O novo modelo de crédito imobiliário pode liberar R$ 20 bilhões na economia brasileira. Medida deve ser anunciada nesta sexta-feira.
Novo modelo de crédito imobiliário
O governo Luiz Inácio Lula da Silva vai anunciar nesta sexta-feira (7 de outubro de 2023) um novo modelo de crédito imobiliário, com potencial para liberar pelo menos R$ 20 bilhões na economia. A nova dinâmica, que começará imediatamente, envolve a liberação de parte do compulsório, dinheiro recolhido obrigatoriamente pelo Banco Central, e visa impulsionar o financiamento habitacional.

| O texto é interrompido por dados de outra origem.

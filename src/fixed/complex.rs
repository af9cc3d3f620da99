use crate::common::{FftError, FftProcess, FFT_SIZE};
use super::core::{fix_fft_core, twiddle, ForwardScaling};
use super::tables::{BITREV, SINE, SINE_LEN};
use super::types::Q15;
use num_complex::Complex;

/// Fixed-point FFT engine of FFT_SIZE points.
///
/// Holds references to the process-wide sine and bit-reversal tables, so it
/// is cheap to create and can be shared between threads working on
/// different buffers.
#[derive(Debug, Clone, Copy)]
pub struct FixFft {
    sine: &'static [i16; SINE_LEN],
    bitrev: &'static [u16; FFT_SIZE],
    forward_scaling: ForwardScaling,
}

impl Default for FixFft {
    fn default() -> Self {
        Self::new()
    }
}

impl FixFft {
    /// Engine with fixed forward scaling.
    pub fn new() -> Self {
        Self {
            sine: &SINE,
            bitrev: &BITREV,
            forward_scaling: ForwardScaling::Fixed,
        }
    }

    /// Selects the scaling policy of the forward direction.
    pub fn with_forward_scaling(mut self, forward_scaling: ForwardScaling) -> Self {
        self.forward_scaling = forward_scaling;
        self
    }

    pub fn forward_scaling(&self) -> ForwardScaling {
        self.forward_scaling
    }

    /// Unscaled twiddle factor used for table phase `phase`.
    pub fn twiddle(&self, phase: usize, inverse: bool) -> Result<Complex<i16>, FftError> {
        if phase >= FFT_SIZE / 2 {
            return Err(FftError::PhaseOutOfRange);
        }
        Ok(twiddle(self.sine, phase, inverse))
    }

    /// Executes the FFT in-place.
    ///
    /// Forward (`inverse == false`) with fixed scaling yields the spectrum
    /// divided by FFT_SIZE and returns 0. Otherwise the return value is the
    /// number of bits every output sample must be shifted left by to get
    /// the true amplitude (see [`Q15::unscaled`]).
    pub fn process(&self, real: &mut [Q15; FFT_SIZE], imag: &mut [Q15; FFT_SIZE], inverse: bool) -> u32 {
        fix_fft_core(real, imag, inverse, self.forward_scaling, self.sine, self.bitrev)
    }

    /// Same as [`FixFft::process`], for slices whose length is checked at runtime.
    pub fn process_slices(&self, real: &mut [Q15], imag: &mut [Q15], inverse: bool) -> Result<u32, FftError> {
        if real.len() != imag.len() {
            return Err(FftError::PartsMismatch);
        }
        let real: &mut [Q15; FFT_SIZE] = real.try_into().map_err(|_| FftError::SizeMismatch)?;
        let imag: &mut [Q15; FFT_SIZE] = imag.try_into().map_err(|_| FftError::SizeMismatch)?;
        Ok(self.process(real, imag, inverse))
    }
}

// Interleaved buffers are split into stack scratch, transformed and written back.
impl FftProcess<Complex<i16>> for FixFft {
    fn process(&self, buffer: &mut [Complex<i16>], inverse: bool) -> Result<u32, FftError> {
        if buffer.len() != FFT_SIZE {
            return Err(FftError::SizeMismatch);
        }

        let mut real = [Q15::ZERO; FFT_SIZE];
        let mut imag = [Q15::ZERO; FFT_SIZE];
        for (i, c) in buffer.iter().enumerate() {
            real[i] = Q15::from_bits(c.re);
            imag[i] = Q15::from_bits(c.im);
        }

        let scale = self.process(&mut real, &mut imag, inverse);

        for (i, c) in buffer.iter_mut().enumerate() {
            *c = Complex::new(real[i].to_bits(), imag[i].to_bits());
        }
        Ok(scale)
    }
}

/// Transforms `real`/`imag` in place with the default engine and returns
/// the scale count.
pub fn fix_fft(real: &mut [Q15; FFT_SIZE], imag: &mut [Q15; FFT_SIZE], inverse: bool) -> u32 {
    FixFft::new().process(real, imag, inverse)
}

#[cfg(test)]
#[path = "complex_tests.rs"]
mod tests;
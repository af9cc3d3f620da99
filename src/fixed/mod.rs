pub mod types;
mod core;
pub mod complex;
pub mod math;
pub mod tables;

pub use complex::{fix_fft, FixFft};
pub use self::core::ForwardScaling;
pub use types::Q15;
// src/fixed/types/fixed.rs
use super::super::math::{fix_mpy, halve};
use crate::common::FFT_ORDER;
use bytemuck::TransparentWrapper;

/// Signed fractional value in Q(0,15): the full `i16` range maps linearly
/// onto [-1.0, 1.0).
#[derive(Clone, Copy, Default, PartialEq, Eq, PartialOrd, Ord, Hash)]
#[repr(transparent)]
pub struct Q15(i16);

// SAFETY: Q15 is repr(transparent) over i16.
unsafe impl TransparentWrapper<i16> for Q15 {}

impl Q15 {
    /// Fractional bits.
    pub const FRAC_BITS: u32 = 15;

    pub const ZERO: Self = Self(0);

    /// -1.0
    pub const MIN: Self = Self(i16::MIN);

    /// Largest value below +1.0.
    pub const MAX: Self = Self(i16::MAX);

    /// Lowest value that can still be doubled by a butterfly sum.
    pub const HEADROOM_MIN: Self = Self(-0x4000);

    /// Highest value that can still be doubled by a butterfly sum.
    pub const HEADROOM_MAX: Self = Self(0x3fff);

    /// Creates a Q15 from the raw integer value.
    #[inline]
    pub const fn from_bits(bits: i16) -> Self {
        Self(bits)
    }

    /// Returns the stored raw value.
    #[inline]
    pub const fn to_bits(self) -> i16 {
        self.0
    }

    /// Scales the value by 0.5 with a division, truncating toward zero.
    #[inline]
    pub fn half(self) -> Self {
        Self(halve(self.0))
    }

    /// True when the value lies inside [HEADROOM_MIN, HEADROOM_MAX].
    #[inline]
    pub fn has_headroom(self) -> bool {
        self >= Self::HEADROOM_MIN && self <= Self::HEADROOM_MAX
    }

    /// Raw value multiplied by `2^scale` in a wide integer.
    ///
    /// Apply the scale count returned by a transform to recover true
    /// amplitude.
    ///
    /// # Panics
    ///
    /// Panics if `scale > FFT_ORDER`, which no transform can return.
    #[inline]
    pub fn unscaled(self, scale: u32) -> i32 {
        assert!(scale <= FFT_ORDER, "scale count {} exceeds FFT_ORDER", scale);
        i32::from(self.0) * (1i32 << scale)
    }

    /// Views a raw `i16` buffer as Q15 values without copying.
    #[inline]
    pub fn from_bits_slice(bits: &[i16]) -> &[Q15] {
        Self::wrap_slice(bits)
    }

    /// Mutable view of a raw `i16` buffer as Q15 values.
    #[inline]
    pub fn from_bits_slice_mut(bits: &mut [i16]) -> &mut [Q15] {
        Self::wrap_slice_mut(bits)
    }
}

impl From<i16> for Q15 {
    #[inline]
    fn from(bits: i16) -> Self {
        Self(bits)
    }
}

impl From<Q15> for i16 {
    #[inline]
    fn from(value: Q15) -> Self {
        value.0
    }
}

use core::ops::Mul;

impl Mul for Q15 {
    type Output = Q15;

    /// Rounded Q15 product, see [`fix_mpy`].
    #[inline]
    fn mul(self, rhs: Q15) -> Self::Output {
        Self(fix_mpy(self.0, rhs.0))
    }
}

use core::ops::MulAssign;

impl MulAssign for Q15 {
    #[inline]
    fn mul_assign(&mut self, rhs: Q15) {
        *self = *self * rhs;
    }
}

use core::fmt;

impl fmt::Debug for Q15 {
    fn fmt(&self, f: &mut fmt::Formatter<'_>) -> fmt::Result {
        write!(f, "Q15({})", self.0)
    }
}

impl fmt::Display for Q15 {
    fn fmt(&self, f: &mut fmt::Formatter<'_>) -> fmt::Result {
        write!(f, "{}/32768", self.0)
    }
}
//! D3D11 payload vocabulary: the descriptor structures serialised inside
//! frame-capture chunks, and the DXGI format arithmetic needed to size
//! subresource data. The engine consumes these through plain decode
//! functions; nothing here touches the container layer.

use std::io::{Read, Seek};

use tracing::warn;

use crate::error::{RdcError, Result};
use crate::io::ReadLeExt;
use crate::patch::StringSlot;

#[derive(Debug, Clone, Copy, PartialEq, Eq, Hash)]
pub struct DxgiFormat(pub u32);
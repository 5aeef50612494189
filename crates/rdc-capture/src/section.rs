//! A named, typed, independently compressed region of the capture file.
//!
//! Frame-capture sections get the full chunk treatment; extended-thumbnail
//! sections expose their small sub-header and pixel bytes; every other
//! section type is an opaque blob that survives re-save untouched.

use std::io::{Cursor, Read, Seek, Write};

use tracing::{debug, warn};

use crate::chunk::scan_chunks;
use crate::compress;
use crate::error::{RdcError, Result};
use crate::format::{ExtThumbnailHeader, SectionHeader, SectionType};
use crate::io::ReadLeExt;
use crate::manager::ChunkManager;

/// Decoded payload of an extended-thumbnail section.
#[derive(Debug, Clone)]
pub struct ExtendedThumbnail {
    pub header: ExtThumbnailHeader,
    pub pixels: Vec<u8>,
}

#[derive(Debug)]
pub struct Section {
    pub header: SectionHeader,
    /// Raw bytes as stored on disk (possibly compressed).
    disk_data: Vec<u8>,
    /// Decompressed bytes; the buffer every chunk offset points into.
    data: Vec<u8>,
    thumbnail: Option<ExtendedThumbnail>,
    manager: Option<ChunkManager>,
    /// Set when the frame-capture stream failed to decode; the section's
    /// bytes are still held so the rest of the capture stays usable.
    chunk_error: Option<RdcError>,
}

impl Section {
    pub(crate) fn decode<R: Read + Seek>(r: &mut R) -> Result<Self> {
        let header = SectionHeader::decode(r)?;
        let len = usize::try_from(header.compressed_length)
            .map_err(|_| RdcError::Corrupt("section compressed length overflow"))?;
        let disk_data = r.read_exact_vec(len)?;
        let data = compress::decompress_section(&header, &disk_data)?;

        let mut section = Section {
            header,
            disk_data,
            data,
            thumbnail: None,
            manager: None,
            chunk_error: None,
        };

        match section.header.section_type {
            SectionType::FRAME_CAPTURE => match section.process_chunks() {
                Ok(manager) => section.manager = Some(manager),
                Err(err) => {
                    warn!(%err, "frame capture stream failed to decode");
                    section.chunk_error = Some(err);
                }
            },
            SectionType::EXTENDED_THUMBNAIL => {
                section.thumbnail = Some(section.parse_thumbnail()?);
            }
            other => debug!(section = %other, "keeping section as an opaque blob"),
        }

        Ok(section)
    }

    fn process_chunks(&self) -> Result<ChunkManager> {
        let (metas, capture_begin) = scan_chunks(&self.data)?;
        ChunkManager::load(&self.data, metas, capture_begin)
    }

    fn parse_thumbnail(&self) -> Result<ExtendedThumbnail> {
        let mut cur = Cursor::new(self.data.as_slice());
        let header = ExtThumbnailHeader::decode(&mut cur)?;
        let pixels = cur.read_exact_vec(header.len as usize)?;
        Ok(ExtendedThumbnail { header, pixels })
    }

    /// Re-emit the section with its current (decompressed) payload; the
    /// written header always describes a raw section.
    pub(crate) fn encode<W: Write>(&mut self, w: &mut W) -> Result<()> {
        self.header.set_uncompressed(self.data.len() as u64);
        self.header.encode(w)?;
        w.write_all(&self.data)?;
        Ok(())
    }

    pub fn data(&self) -> &[u8] {
        &self.data
    }

    /// Mutable view of the decompressed buffer for in-place patching.
    /// Patches cannot change the buffer length, so recorded chunk offsets
    /// stay valid.
    pub fn data_mut(&mut self) -> &mut [u8] {
        &mut self.data
    }

    /// On-disk bytes as originally read, before decompression.
    pub fn disk_data(&self) -> &[u8] {
        &self.disk_data
    }

    pub fn manager(&self) -> Option<&ChunkManager> {
        self.manager.as_ref()
    }

    pub fn chunk_error(&self) -> Option<&RdcError> {
        self.chunk_error.as_ref()
    }

    pub fn thumbnail(&self) -> Option<&ExtendedThumbnail> {
        self.thumbnail.as_ref()
    }

    /// Replace an extended thumbnail's pixel bytes, rebuilding the section
    /// buffer from the sub-header and the new payload. The pixel file must
    /// keep the recorded dimensions.
    pub fn set_thumbnail_pixels(&mut self, width: u16, height: u16, pixels: Vec<u8>) -> Result<()> {
        let thumb = self
            .thumbnail
            .as_mut()
            .ok_or(RdcError::Corrupt("section has no thumbnail payload"))?;
        if width != thumb.header.width || height != thumb.header.height {
            return Err(RdcError::DimensionMismatch {
                width: u32::from(thumb.header.width),
                height: u32::from(thumb.header.height),
                found_width: u32::from(width),
                found_height: u32::from(height),
            });
        }

        thumb.header.len = pixels
            .len()
            .try_into()
            .map_err(|_| RdcError::Corrupt("thumbnail payload too large"))?;
        thumb.pixels = pixels;

        let mut data = Vec::with_capacity(ExtThumbnailHeader::SIZE + thumb.pixels.len());
        thumb.header.encode(&mut data)?;
        data.extend_from_slice(&thumb.pixels);
        self.data = data;
        self.header.set_uncompressed(self.data.len() as u64);
        Ok(())
    }

    /// Patch the device name stored in the driver-init chunk (the graph
    /// keeps the recorded byte span; the write lands in this section's
    /// buffer).
    pub fn set_device_name(&mut self, name: &str) -> Result<()> {
        let manager = self
            .manager
            .as_mut()
            .ok_or(RdcError::MissingFrameCapture)?;
        manager.set_device_name(&mut self.data, name)
    }

    /// Soft-delete every chunk in the inclusive event-id range.
    pub fn remove_event_range(&mut self, from_event: u32, to_event: u32) -> Result<()> {
        let manager = self
            .manager
            .as_mut()
            .ok_or(RdcError::MissingFrameCapture)?;
        manager.mark_removed(from_event, to_event)
    }

    /// Drop removed chunks from the buffer, realigning the survivors.
    pub(crate) fn materialize_removals(&mut self) {
        if let Some(manager) = self.manager.as_mut() {
            self.data = manager.materialize(&self.data);
            self.header.set_uncompressed(self.data.len() as u64);
        }
    }
}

Detalhes da nova sistemática
Desenvolvido pelo Banco Central em parceria com o Ministério das Cidades e o Ministério da Fazenda, o novo modelo altera a lógica do direcionamento dos recursos da poupança. Para cada real de financiamento habitacional concedido, o banco destravaria o mesmo volume de recursos da poupança para uso livre por um período de 5 anos. Após esse prazo, seria necessário conceder novo crédito para renovar a permissão de uso.
Impactos esperados
A mudança é esperada para aumentar a oferta de financiamento com juros mais baixos, já que os lucros obtidos em operações mais rentáveis poderão ser utilizados para reduzir as taxas do crédito imobiliário. Durante o período de teste, que se estende até o fim de 2026, 5 pontos percentuais do compulsório poderão ser usados na nova sistemática, reduzindo a retenção dos bancos de 20% para 15%.
Projeções e próximos passos
As estimativas indicam que essa liberação imediata de compulsório pode resultar em um impacto econômico de R$ 20 bilhões, podendo chegar a R$ 37,5 bilhões, dependendo da adesão das instituições financeiras ao novo modelo. O Sistema de Financeiro de Habitação (SFH) deverá receber 80% dos recursos liberados, enquanto o restante poderá ser utilizado no Sistema de Financiamento Imobiliário (SFI).
A implementação do novo modelo depende apenas da aprovação do Conselho Monetário Nacional (CMN) e de uma resolução do Banco Central, com reuniões extraordinárias já previstas para esta semana.